Maxime

Maxime est étudiant en sociologie. Il a pris sa plume pour raconter à sa manière le séminaire de terrain 2017.

 

Jour 2 par Maxime

 

Cimetières de Brody

Des pierres tombales,

hautes comme des hommes, des femmes, des enfants, debout dans la neige, dressées, penchées, couchées, silencieuses, recouvertes de mousse, de lichen et d’indifférence, entourées par la forêt, les hangars, les bâtisses en construction qui grignotent du terrain.

Des pierres tombales,

froides comme des corps, regroupées dans les plaines, des restes de familles, des restes de villages, de villes, de visages, des miettes de mémoire et d’histoire oubliée, dressées face à la folie des hommes, face au déni, face à la peur.

Des pierres tombales,

déchirant le froid, comme un chant désespéré, murmurant à ceux qui veulent écouter :
«  Nous avons vécu là. »

Des pierres tombales,

à deux doigts de tomber.

Au loin les chiens hurlent.

 

Jour 4 par Maxime

 

Forêt de Lyssynytchi

Les balades en forêt ça me rappelle l’enfance. La quête aux champignons, les mains de mon père qui serrent les miennes, le visage de ma mère ayant peur qu’on se perde, la gadoue sur les bottes et les rires de mon frère. On s’amusait toujours a apprendre les arbres en observant les feuilles, en caressant l’écorce.
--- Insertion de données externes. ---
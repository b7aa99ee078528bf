//! Per-frame change snapshots.

use dkit_core::DirtyFlags;

use crate::record::{FrameRecord, InputRecord, OrientationRecord, PositionRecord, SizeRecord};

/// What changed since the last dispatch.
///
/// Only categories that were dirty when the frame fired carry a payload;
/// payload-less categories (LAYOUT, STATE, DATA, LOCALE, CONFIG, STYLE)
/// appear in [`flags`](Self::flags) only.
#[derive(Debug, Clone, Default)]
pub struct ChangeSnapshot {
    /// Union of every category dirtied since the last dispatch.
    pub flags: DirtyFlags,
    /// POSITION payload, when dirty.
    pub position: Option<PositionRecord>,
    /// SIZE payload, when dirty.
    pub size: Option<SizeRecord>,
    /// INPUT payload, when dirty.
    pub input: Option<InputRecord>,
    /// ORIENTATION payload, when dirty.
    pub orientation: Option<OrientationRecord>,
    /// FRAME payload, when dirty.
    pub frame: Option<FrameRecord>,
}

impl ChangeSnapshot {
    /// Whether `flags` were dirty in this snapshot.
    ///
    /// Same semantics as the scheduler: exact match for the NONE/ALL
    /// sentinels, bitwise AND for everything else.
    #[must_use]
    pub fn is_dirty(&self, flags: DirtyFlags) -> bool {
        if flags == DirtyFlags::NONE || flags == DirtyFlags::ALL {
            self.flags == flags
        } else {
            self.flags.intersects(flags)
        }
    }
}

#[cfg(test)]
mod tests {
    use super::*;

    #[test]
    fn empty_snapshot_is_none_dirty() {
        let snap = ChangeSnapshot::default();
        assert!(snap.is_dirty(DirtyFlags::NONE));
        assert!(!snap.is_dirty(DirtyFlags::POSITION));
        assert!(!snap.is_dirty(DirtyFlags::ALL));
    }

    #[test]
    fn partial_mask_uses_intersection() {
        let snap = ChangeSnapshot {
            flags: DirtyFlags::POSITION | DirtyFlags::SIZE,
            ..Default::default()
        };
        assert!(snap.is_dirty(DirtyFlags::POSITION));
        assert!(snap.is_dirty(DirtyFlags::POSITION | DirtyFlags::INPUT));
        assert!(!snap.is_dirty(DirtyFlags::INPUT));
        // Sentinels require exact equality.
        assert!(!snap.is_dirty(DirtyFlags::ALL));
        assert!(!snap.is_dirty(DirtyFlags::NONE));
    }

    #[test]
    fn all_snapshot_matches_all_exactly() {
        let snap = ChangeSnapshot {
            flags: DirtyFlags::ALL,
            ..Default::default()
        };
        assert!(snap.is_dirty(DirtyFlags::ALL));
        assert!(snap.is_dirty(DirtyFlags::POSITION));
        assert!(!snap.is_dirty(DirtyFlags::NONE));
    }
}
Aujourd’hui mes mains restent dans mes poches. Je ne reconnais pas d’arbre. Je ne cherche pas vraiment à savoir. Aujourd’hui elle est bien loin l’enfance, ensevelie sous le silence des lieux, l’incompréhension est une épaisse couche de glace. Là sous mes pieds, sous la neige, les feuilles mortes, l’humus, les racines des grands arbres, reposent 200 000 corps. La terre s’est parfois affaissée, les fosses sont visibles et les grands arbres craquent comme des os brisés. 200 000 corps, fusillés froidement pour leur culture, leur foi, leurs opinions politiques

Elle est si loin l’enfance. Je pèse au moins cent ans. Alors je marche, non pas en quête de champignons mais en quête d’un signe, d’un petit brin d’espoir. J’ai peur de me perdre, de rester bloqué ici ou dans ma tête, d’emprunter les chemins qui ne mènent qu’au silence et à la mort. Je serre les poings dans mes poches, Papa n’est pas là aujourd’hui. La gorge serrée, il faut que je respire, que j’emplisse mes poumons au moins 200 000 fois, au moins 200 000 fois…
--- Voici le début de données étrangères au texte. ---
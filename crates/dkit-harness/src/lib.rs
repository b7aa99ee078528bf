#![forbid(unsafe_code)]

//! Test doubles for driftkit.
//!
//! Everything the engine consumes from a host has a hand-crankable fake
//! here: [`FakeWorld`] stands in for geometry queries and visual writes,
//! [`ManualPump`] for the frame-callback clock, and
//! [`RecordingEventSource`] for subscription plumbing. Tests drive frames
//! and signals explicitly, so scheduler and coordinator behavior is fully
//! deterministic.

pub mod pump;
pub mod source;
pub mod world;

pub use pump::{ManualPump, PumpProbe};
pub use source::RecordingEventSource;
pub use world::FakeWorld;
Au dessus de ma tête, le vent fait danser les cimes et les branches murmurent. Que peuvent-elles bien se dire ? Parlent-elles d’avant ? Parlent-elles des saisons ? Les troncs craquent et poussent de longues plaintes. Leurs racines sont ancrées profondément dans la terre. Elles semblent puiser leurs forces dans les couches de passé, aux abords des fosses qui se révèlent. Peut-être ont-ils poussés sur les corps anonymes, sur les visages à jamais silencieux. Magnifiques, majestueux, debout, 200 000 peut être, ils chuchotent et ils dansent. Sous mes yeux, les troncs élancés deviennent des visages et des corps pleins de vie. Je reconnais Sarah, Herold, Anna, Isaac et tous les autres, ils balancent dans le vent, fiers et paisibles.

Faites qu’ils ne s’arrêtent jamais de murmurer.
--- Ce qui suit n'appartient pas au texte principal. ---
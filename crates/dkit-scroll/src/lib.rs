#![forbid(unsafe_code)]

//! Scroll: break algebra, coordinate mapping, and the scroll coordinator.
//!
//! # Role in driftkit
//! `dkit-scroll` turns normalized scroll progress into pixel displacements
//! that honor "scroll breaks" — configured regions where a target visually
//! freezes while raw scroll distance is consumed — and drives the whole
//! derivation off the change scheduler, once per frame.
//!
//! # Primary responsibilities
//! - **Breaks**: validated, ascending [`breaks::BreakSet`]s per axis.
//! - **Mapper**: pure conversions between steps, virtual positions
//!   (break lengths included), and natural positions (break lengths
//!   removed).
//! - **ScrollCoordinator**: wires SIZE/POSITION dirty categories to geometry
//!   re-derivation and optionally pushes results onto host elements. Axis
//!   inversion (cross-scroll) and sticky hold are configuration, not
//!   subclasses.
//! - **ScrollAnimator**: eased/linear programmatic scrolling with an
//!   explicit per-target registry.
//!
//! # How it fits in the system
//! A host forwards signals into the coordinator and fires frames from its
//! pump; handlers read the [`dkit_runtime::ChangeSnapshot`] and apply
//! whatever visual effects they like on top of the auto-applied
//! displacement.

pub mod animate;
pub mod breaks;
pub mod coordinator;
pub mod mapper;

pub use animate::{Easing, ScrollAnimator, ScrollOptions};
pub use breaks::{BreakContext, BreakDescriptor, BreakSet, BreakSetError, ScrollBreak};
pub use coordinator::{AxisMode, CoordinatorConfig, ScrollCoordinator};
pub use mapper::Extent;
Faites qu’ils dansent encore, qu’ils ne cessent jamais de se tenir debout.

Elle est si loin l’enfance.

Je ne pourrai plus voir les forêts de la même manière.

 

Jour 4 par Maxime

 

Mikhail

Dans ses yeux, il y a comme de la neige, un voile épais et froid, des cendres figées, par un hiver sans fin. Quand il parle d’avant ses pupilles s’agitent. Elles ne savent pas où se poser malgré la fatigue et le poids des souvenirs.

Il sait. Il a vu.

Sa voix tremble comme si les mots ne demandaient qu’à exploser pour maculer le sol de sa mémoire trop lourde. Alors il parle. Beaucoup. Très vite. Il semble presque vomir ses mots et sa souffrance pour ôter les traînées de sang incrustées dans son crâne. Mais la neige ne tient plus. Elle fond au fur et à mesure de son récit. De son regard mouillé il balaye la plaine.

Il sait. Il a vu.

Il a vu les nazis, le massacre des juifs, les balles dans la nuque à bout portant, les enfants traînées comme des chiens derrière des voitures, la fosse commune se remplir, la terre bouger au dessus des cadavres.

Il sait. Il a vu.

Il parcourt le champ de ses yeux embués. Il revit les horreurs. Quand son regard croise le mien, je me sens tout petit, ridiculement petit, minuscule, un gamin qui ne sait pas, qui n’a rien vu. Les saloperies de la guerre je ne les connais qu’à travers les bouquins. A travers son discours, il révèle l’indicible, l’inimaginable. Il redonne existence à tous les disparus. Il nous attendait depuis longtemps, depuis trop longtemps. L’avait-on déjà écouté auparavant ?

Il sait. Il a vu.

Dans ses yeux, il y avait de la neige.

J’aime à penser qu’elle ne gèlera plus.

Un dernier regard.

Une poignée de main.

Nous devons partir.

Demain nous rentrerons en France.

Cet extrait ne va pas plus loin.